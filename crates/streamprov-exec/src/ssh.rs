//! SSH command execution using russh crate
//!
//! Every call opens its own authenticated session and closes it once the
//! command finishes; nothing is shared between commands.

use std::sync::Arc;
use std::time::{Duration, Instant};

use async_trait::async_trait;
use russh::keys::ssh_key;
use russh::keys::{PrivateKeyWithHashAlg, load_secret_key};
use russh::{ChannelMsg, Disconnect, client};
use tokio::time::timeout;
use tracing::{debug, error, instrument, warn};

use crate::error::ExecError;
use crate::keys::Credential;
use crate::result::{CommandResult, HostTarget, Timeouts};
use crate::traits::{RemoteExecutor, program_of};

/// SSH client handler for russh
#[derive(Debug)]
struct SshClientHandler;

impl client::Handler for SshClientHandler {
    type Error = russh::Error;

    async fn check_server_key(
        &mut self,
        _server_public_key: &ssh_key::PublicKey,
    ) -> Result<bool, Self::Error> {
        // Accept all server keys (like StrictHostKeyChecking=no)
        Ok(true)
    }
}

type Session = client::Handle<SshClientHandler>;

/// SSH command executor for one host target
#[derive(Debug, Clone)]
pub struct SshExecutor {
    target: HostTarget,
    timeouts: Timeouts,
}

impl SshExecutor {
    /// Create a new SSH executor
    #[must_use]
    pub fn new(target: HostTarget, timeouts: Timeouts) -> Self {
        Self { target, timeouts }
    }

    /// Connect and authenticate within the connect bound
    async fn open_session(&self) -> Result<Session, ExecError> {
        let bound = self.timeouts.connect;
        match timeout(bound, self.connect_and_authenticate()).await {
            Ok(result) => result,
            Err(_) => Err(ExecError::Timeout {
                stage: "connect",
                timeout: bound,
            }),
        }
    }

    async fn connect_and_authenticate(&self) -> Result<Session, ExecError> {
        debug!(
            host = %self.target.address,
            port = self.target.port,
            user = %self.target.user,
            "opening SSH session"
        );

        let config = Arc::new(client::Config::default());
        let mut session = client::connect(
            config,
            (self.target.address.as_str(), self.target.port),
            SshClientHandler,
        )
        .await
        .map_err(|e| ExecError::ConnectionFailed(e.to_string()))?;

        let authenticated = match &self.target.credential {
            Credential::Password(secret) => session
                .authenticate_password(self.target.user.as_str(), secret.expose())
                .await
                .map_err(|e| ExecError::AuthenticationFailed(e.to_string()))?
                .success(),
            key_credential => {
                let resolved = key_credential
                    .resolve_key()
                    .map_err(|e| ExecError::SshKeyError(e.to_string()))?;
                let key_pair = load_secret_key(resolved.path(), None)
                    .map_err(|e| ExecError::SshKeyError(e.to_string()))?;

                let hash_alg = session
                    .best_supported_rsa_hash()
                    .await
                    .ok()
                    .flatten()
                    .flatten();
                session
                    .authenticate_publickey(
                        self.target.user.as_str(),
                        PrivateKeyWithHashAlg::new(Arc::new(key_pair), hash_alg),
                    )
                    .await
                    .map_err(|e| ExecError::AuthenticationFailed(e.to_string()))?
                    .success()
            }
        };

        if !authenticated {
            return Err(ExecError::AuthenticationFailed(format!(
                "{}@{} rejected the credential",
                self.target.user, self.target.address
            )));
        }

        Ok(session)
    }

    /// Run one command on an open session and collect its output
    async fn execute(session: &mut Session, cmd: &str) -> Result<CommandResult, ExecError> {
        let start = Instant::now();

        let mut channel = session
            .channel_open_session()
            .await
            .map_err(|e| ExecError::IoError(e.to_string()))?;

        channel
            .exec(true, cmd)
            .await
            .map_err(|e| ExecError::IoError(e.to_string()))?;

        let mut status = -1;
        let mut stdout = Vec::new();
        let mut stderr = Vec::new();

        // exit-status may arrive after EOF, so drain until the channel closes
        while let Some(msg) = channel.wait().await {
            match msg {
                ChannelMsg::Data { data } => stdout.extend_from_slice(&data),
                ChannelMsg::ExtendedData { data, ext: 1 } => stderr.extend_from_slice(&data),
                ChannelMsg::ExitStatus { exit_status } => {
                    status = exit_status.cast_signed();
                }
                _ => {}
            }
        }

        Ok(CommandResult {
            status,
            stdout: String::from_utf8_lossy(&stdout).into_owned(),
            stderr: String::from_utf8_lossy(&stderr).into_owned(),
            duration: start.elapsed(),
        })
    }

    async fn close(&self, session: Session) {
        if let Err(e) = session
            .disconnect(Disconnect::ByApplication, "", "English")
            .await
        {
            warn!(host = %self.target.address, error = %e, "SSH disconnect failed");
        }
    }
}

#[async_trait]
impl RemoteExecutor for SshExecutor {
    async fn run(&self, cmd: &str) -> Result<CommandResult, ExecError> {
        self.run_with_timeout(cmd, self.timeouts.exec).await
    }

    #[instrument(
        skip(self, cmd),
        fields(host = %self.target.address, program = program_of(cmd))
    )]
    async fn run_with_timeout(
        &self,
        cmd: &str,
        timeout_duration: Duration,
    ) -> Result<CommandResult, ExecError> {
        let start = Instant::now();
        let mut session = self.open_session().await?;

        let result = timeout(timeout_duration, Self::execute(&mut session, cmd)).await;
        self.close(session).await;

        match result {
            Ok(Ok(cmd_result)) => {
                debug!(
                    status = cmd_result.status,
                    duration = ?cmd_result.duration,
                    "remote command completed"
                );
                Ok(cmd_result)
            }
            Ok(Err(e)) => Err(e),
            Err(_) => {
                error!(
                    timeout = ?timeout_duration,
                    elapsed = ?start.elapsed(),
                    "remote command timed out"
                );
                Err(ExecError::Timeout {
                    stage: "exec",
                    timeout: timeout_duration,
                })
            }
        }
    }

    fn executor_type(&self) -> &'static str {
        "ssh"
    }
}

#[cfg(test)]
mod tests {
    use super::*;
    use crate::keys::Secret;

    #[tokio::test]
    async fn test_unreachable_host_fails_within_connect_bound() {
        // TEST-NET-1 is guaranteed unroutable
        let target = HostTarget::new("192.0.2.1", Credential::Password(Secret::new("pw")));
        let executor = SshExecutor::new(
            target,
            Timeouts {
                connect: Duration::from_millis(200),
                exec: Duration::from_secs(1),
            },
        );

        let started = Instant::now();
        let err = executor.exec("true").await.unwrap_err();

        assert!(err.is_connection_error());
        assert!(started.elapsed() < Duration::from_secs(5));
    }

    #[tokio::test]
    async fn test_refused_port_is_connection_error() {
        let target = HostTarget::new("127.0.0.1", Credential::Password(Secret::new("pw")))
            .with_port(1);
        let executor = SshExecutor::new(target, Timeouts::default());

        let err = executor.exec("true").await.unwrap_err();
        assert!(err.is_connection_error());
    }

    #[tokio::test]
    #[ignore = "requires SSH server"]
    async fn test_ssh_roundtrip() {
        let password = std::env::var("STREAMPROV_TEST_SSH_PASSWORD").unwrap();
        let target = HostTarget::new("127.0.0.1", Credential::Password(Secret::new(password)));
        let executor = SshExecutor::new(target, Timeouts::default());

        let out = executor.exec("echo ok").await.unwrap();
        assert_eq!(out.trim(), "ok");
    }
}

================

PROBLEM REQUIREMENTS:
Every line that holds the word "address" should be copied from the records.

EXPECTED OUTPUT:
            host = %self.target.address,
            (self.target.address.as_str(), self.target.port),
                self.target.user, self.target.address
            warn!(host = %self.target.address, error = %e, "SSH disconnect failed");
        fields(host = %self.target.address, program = program_of(cmd))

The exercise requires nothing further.